Los niños y el trabajo de papá o mamá
Cuando hablamos de trabajo y de dónde papi o mami sacan el dinero para cubrir gastos, a veces no hay de otra que llevarte “el bultito” al trabajo –no tienes más opciones- y escuchas a los compañeros de la oficina respirar hondo, porque resulta que tu niño o niña es uno sano –por tanto, fastidia-. ¿Recuerda lo que es un niño sano? Pues eso. Un niño sano molesta. Y la angustia la llevas metida dentro del estómago, porque tienes mucho trabajo y la criatura no para de hacer preguntas, y por los shhhhh ya se dio cuenta que es un incordio. La sola idea te hace doler. Porque sabes que el sistema no te da muchas opciones y terminas privilegiando el trabajo sobre el bienestar del hijo, que termina en un espacio de aire acondicionado, papeles, fotocopiadoras; un lugar repleto de cubículos con gente saturada de trabajo, ocupada, y ese no es lugar para un niño. Pero debe estar ahí, hasta que mami termine. Entonces cuando ella acabe, agotada y cansada, se llevara a su hijo al parque para tratar de compensar, porque esa madre ya empezó a sentirse culpable.

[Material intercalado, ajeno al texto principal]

/// One node of the layer tree.
#[derive(Clone, Debug, PartialEq, serde::Serialize, serde::Deserialize)]
#[serde(rename_all = "camelCase")]
pub struct Layer {
    /// Arena id, unique within the design.
    pub id: LayerId,
    /// Display name.
    #[serde(default)]
    pub name: String,
    /// Kind-specific payload.
    #[serde(flatten)]
    pub kind: LayerKind,
    /// Geometry and flags shared by every kind.
    #[serde(flatten)]
    pub props: LayerProps,
    /// Paint order; 0 is painted first.
    #[serde(default)]
    pub z_index: u32,
    /// Weak back-reference to the parent layer.
    #[serde(default, skip_serializing_if = "Option::is_none")]
    pub parent: Option<LayerId>,
    /// Entrance/exit animations.
    #[serde(default, skip_serializing_if = "Vec::is_empty")]
    pub animations: Vec<Animation>,
    /// Optional clip mask in layer-local coordinates.
    #[serde(default, skip_serializing_if = "Option::is_none")]
    pub mask: Option<Mask>,
}

impl Layer {
    /// Axis-aligned box of this layer alone, ignoring rotation and scale.
    pub fn rect(&self) -> Rect {
        let p = &self.props;
        Rect::new(p.x, p.y, p.x + p.width.max(0.0), p.y + p.height.max(0.0))
    }
}

/// Layer kind with kind-specific properties.
#[derive(Clone, Debug, PartialEq, serde::Serialize, serde::Deserialize)]
#[serde(tag = "type", content = "properties", rename_all = "lowercase")]
pub enum LayerKind {
    /// Text run.
    Text(TextProps),
    /// Positioned image.
    Image(ImageProps),
    /// Geometric shape.
    Shape(ShapeProps),
    /// Container with no drawable content of its own.
    Group,
}

impl LayerKind {
    /// Stable lowercase tag.
    pub fn tag(&self) -> &'static str {
        match self {
            Self::Text(_) => "text",
            Self::Image(_) => "image",
            Self::Shape(_) => "shape",
            Self::Group => "group",
        }
    }

    /// Build a kind from its tag and a JSON property bag.
    ///
    /// Unknown tags and properties of the wrong type are validation errors; unknown keys are
    /// ignored so common attributes can share the same bag.
    pub fn from_parts(kind: &str, properties: &serde_json::Value) -> StratumResult<Self> {
        fn parse<T: serde::de::DeserializeOwned>(
            kind: &str,
            properties: &serde_json::Value,
        ) -> StratumResult<T> {
            serde_json::from_value(properties.clone()).map_err(|e| {
                StratumError::validation(format!("invalid {kind} layer properties: {e}"))
            })
        }

        match kind.trim().to_ascii_lowercase().as_str() {
            "text" => Ok(Self::Text(parse("text", properties)?)),
            "image" => Ok(Self::Image(parse("image", properties)?)),
            "shape" => Ok(Self::Shape(parse("shape", properties)?)),
            "group" => Ok(Self::Group),
            other => Err(StratumError::validation(format!(
                "unknown layer kind '{other}' (expected text, image, shape or group)"
            ))),
        }
    }
}

/// Geometry and flags shared by every layer kind.
#[derive(Clone, Debug, PartialEq, serde::Serialize, serde::Deserialize)]
#[serde(rename_all = "camelCase", default)]
pub struct LayerProps {
    /// Left edge in canvas pixels.
    pub x: f64,
    /// Top edge in canvas pixels.
    pub y: f64,
    /// Width in pixels.
    pub width: f64,
    /// Height in pixels.
    pub height: f64,
    /// Clockwise rotation in degrees about the layer origin.
    pub rotation: f64,
    /// Horizontal scale factor.
    pub scale_x: f64,
    /// Vertical scale factor.
    pub scale_y: f64,
    /// Opacity in `[0, 1]`.
    pub opacity: f64,
    /// Hidden layers (and their descendants) are not rendered.
    pub visible: bool,
    /// Editor lock flag; carried through but not enforced by the pipeline.
    pub locked: bool,
}

impl Default for LayerProps {
    fn default() -> Self {
        Self {
            x: 0.0,
            y: 0.0,
            width: 100.0,
            height: 100.0,
            rotation: 0.0,
            scale_x: 1.0,
            scale_y: 1.0,
            opacity: 1.0,
            visible: true,
            locked: false,
        }
    }
}

impl LayerProps {
    /// Reject non-finite numbers and negative sizes; clamp opacity into `[0, 1]`.
    pub fn normalized(mut self) -> StratumResult<Self> {
        let fields = [
            ("x", self.x),
            ("y", self.y),
            ("width", self.width),
            ("height", self.height),
            ("rotation", self.rotation),
            ("scaleX", self.scale_x),
            ("scaleY", self.scale_y),
            ("opacity", self.opacity),
        ];
        for (name, v) in fields {
            if !v.is_finite() {
                return Err(StratumError::validation(format!(
                    "layer {name} must be a finite number"
                )));
            }
        }
        if self.width < 0.0 || self.height < 0.0 {
            return Err(StratumError::validation("layer width/height must be >= 0"));
        }
        self.opacity = self.opacity.clamp(0.0, 1.0);
        Ok(self)
    }
}

/// Text layer properties. Missing values fall back to renderer defaults.
#[derive(Clone, Debug, Default, PartialEq, serde::Serialize, serde::Deserialize)]
#[serde(rename_all = "camelCase", default)]
pub struct TextProps {
    /// Text content.
    pub content: String,
    /// Font family name.
    #[serde(skip_serializing_if = "Option::is_none")]
    pub font_family: Option<String>,
    /// Font size in pixels.
    #[serde(skip_serializing_if = "Option::is_none")]
    pub font_size: Option<f64>,
    /// CSS font weight (`normal`, `bold`, `100`..`900`).
    #[serde(skip_serializing_if = "Option::is_none")]
    pub font_weight: Option<String>,
    /// Text color.
    #[serde(skip_serializing_if = "Option::is_none")]
    pub color: Option<String>,
    /// Horizontal alignment inside the layer box.
    #[serde(skip_serializing_if = "Option::is_none")]
    pub text_align: Option<TextAlign>,
}

/// Horizontal text alignment.
#[derive(Clone, Copy, Debug, Default, PartialEq, Eq, serde::Serialize, serde::Deserialize)]
#[serde(rename_all = "lowercase")]
pub enum TextAlign {
    /// Anchor at the left edge.
    #[default]
    Left,
    /// Anchor at the horizontal center.
    Center,
    /// Anchor at the right edge.
    Right,
}

/// Image layer properties.
#[derive(Clone, Debug, PartialEq, serde::Serialize, serde::Deserialize)]
#[serde(rename_all = "camelCase")]
pub struct ImageProps {
    /// Blob store path or URL of the image source.
    pub src: String,
    /// How the image fills the layer box.
    #[serde(default, skip_serializing_if = "Option::is_none")]
    pub fit: Option<ImageFit>,
}

/// Image fitting mode.
#[derive(Clone, Copy, Debug, Default, PartialEq, Eq, serde::Serialize, serde::Deserialize)]
#[serde(rename_all = "lowercase")]
pub enum ImageFit {
    /// Stretch to the box.
    #[default]
    Fill,
    /// Fit inside the box preserving aspect ratio.
    Contain,
    /// Cover the box preserving aspect ratio.
    Cover,
}

/// Shape layer properties. Missing paint values fall back to renderer defaults.
#[derive(Clone, Debug, Default, PartialEq, serde::Serialize, serde::Deserialize)]
#[serde(rename_all = "camelCase", default)]
pub struct ShapeProps {
    /// Geometric sub-kind.
    pub shape_type: ShapeType,
    /// Fill color.
    #[serde(skip_serializing_if = "Option::is_none")]
    pub fill: Option<String>,
    /// Stroke color.
    #[serde(skip_serializing_if = "Option::is_none")]
    pub stroke: Option<String>,
    /// Stroke width in pixels.
    #[serde(skip_serializing_if = "Option::is_none")]
    pub stroke_width: Option<f64>,
    /// Corner radius for rectangles.
    #[serde(skip_serializing_if = "Option::is_none")]
    pub corner_radius: Option<f64>,
    /// Number of sides for polygons.
    #[serde(skip_serializing_if = "Option::is_none")]
    pub sides: Option<u32>,
}

/// Shape sub-kind. Unrecognized names are preserved and render as nothing.
#[derive(Clone, Debug, Default, PartialEq, Eq, serde::Serialize, serde::Deserialize)]
#[serde(from = "String", into = "String")]
pub enum ShapeType {
    /// Axis-aligned rectangle (optionally rounded).
    #[default]
    Rectangle,
    /// Circle inscribed in the layer box.
    Circle,
    /// Ellipse filling the layer box.
    Ellipse,
    /// Line from the top-left to the bottom-right corner.
    Line,
    /// Isosceles triangle pointing up.
    Triangle,
    /// Regular polygon inscribed in the layer box.
    Polygon,
    /// Anything else.
    Unsupported(String),
}

impl From<String> for ShapeType {
    fn from(s: String) -> Self {
        match s.trim().to_ascii_lowercase().as_str() {
            "rectangle" | "rect" => Self::Rectangle,
            "circle" => Self::Circle,
            "ellipse" => Self::Ellipse,
            "line" => Self::Line,
            "triangle" => Self::Triangle,
            "polygon" => Self::Polygon,
            _ => Self::Unsupported(s),
        }
    }
}

impl From<ShapeType> for String {
    fn from(t: ShapeType) -> Self {
        match t {
            ShapeType::Rectangle => "rectangle".to_string(),
            ShapeType::Circle => "circle".to_string(),
            ShapeType::Ellipse => "ellipse".to_string(),
            ShapeType::Line => "line".to_string(),
            ShapeType::Triangle => "triangle".to_string(),
            ShapeType::Polygon => "polygon".to_string(),
            ShapeType::Unsupported(name) => name,
        }
    }
}

/// Entrance/exit animation attached to a layer.
#[derive(Clone, Debug, PartialEq, serde::Serialize, serde::Deserialize)]
#[serde(rename_all = "camelCase")]
pub struct Animation {
    /// Animation preset.
    pub kind: AnimationKind,
    /// Duration in milliseconds.
    #[serde(default = "default_animation_duration_ms")]
    pub duration_ms: u64,
    /// Start delay in milliseconds.
    #[serde(default)]
    pub delay_ms: u64,
    /// Timing curve.
    #[serde(default)]
    pub easing: Easing,
}

fn default_animation_duration_ms() -> u64 {
    500
}

/// Animation presets.
#[derive(Clone, Copy, Debug, PartialEq, Eq, serde::Serialize, serde::Deserialize)]
#[serde(rename_all = "camelCase")]
pub enum AnimationKind {
    /// Opacity 0 to 1.
    FadeIn,
    /// Opacity 1 to 0.
    FadeOut,
    /// Slide in from the left edge of the canvas.
    SlideIn,
    /// Scale from 0 to 1.
    ScaleIn,
    /// One full turn.
    Rotate,
}

/// Timing curves.
#[derive(Clone, Copy, Debug, Default, PartialEq, Eq, serde::Serialize, serde::Deserialize)]
#[serde(rename_all = "camelCase")]
pub enum Easing {
    /// Constant speed.
    #[default]
    Linear,
    /// Accelerate.
    EaseIn,
    /// Decelerate.
    EaseOut,
    /// Accelerate then decelerate.
    EaseInOut,
}

/// Clip mask in layer-local coordinates.
#[derive(Clone, Debug, PartialEq, serde::Serialize, serde::Deserialize)]
#[serde(rename_all = "camelCase")]
pub struct Mask {
    /// Mask outline.
    pub shape: MaskShape,
    /// Left edge relative to the layer origin.
    #[serde(default)]
    pub x: f64,
    /// Top edge relative to the layer origin.
    #[serde(default)]
    pub y: f64,
    /// Mask width.
    pub width: f64,
    /// Mask height.
    pub height: f64,
}

/// Mask outlines.
#[derive(Clone, Copy, Debug, PartialEq, Eq, serde::Serialize, serde::Deserialize)]
#[serde(rename_all = "lowercase")]
pub enum MaskShape {
    /// Rectangular clip.
    Rect,
    /// Ellipse inscribed in the mask box.
    Circle,
}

Los distintos escenarios arriba recreados son reales, suceden. Inclusive, en los modelos escolares tradicionales, el universo tan diverso que supone la niñez es estandarizado y medido mediante notas y porcentajes, muchas veces en detrimento y menoscabo de la creatividad característica de la infancia.
Entonces, ¿tenemos un mundo diseñado para nuestros niños? ¿De haberlo ¿son tomados en cuenta? En algunos casos, sé que sí; en otros, sé que no. En la infancia los niños aprenden sobre confianza, perseverancia, amor, empatía, aprenden a negociar, a lidiar con sentimientos tan importantes como la frustración, la ira, la tristeza o la alegría. Todo ello debe darse en un ambiente que les ofrezca la contención necesaria. Más adelante, en la adultez, ese aprendizaje les será útil para las dificultades que trae el vivir. Como leí por ahí alguna vez, “es más fácil criar niños y niñas sanos que lidiar con adultos rotos”.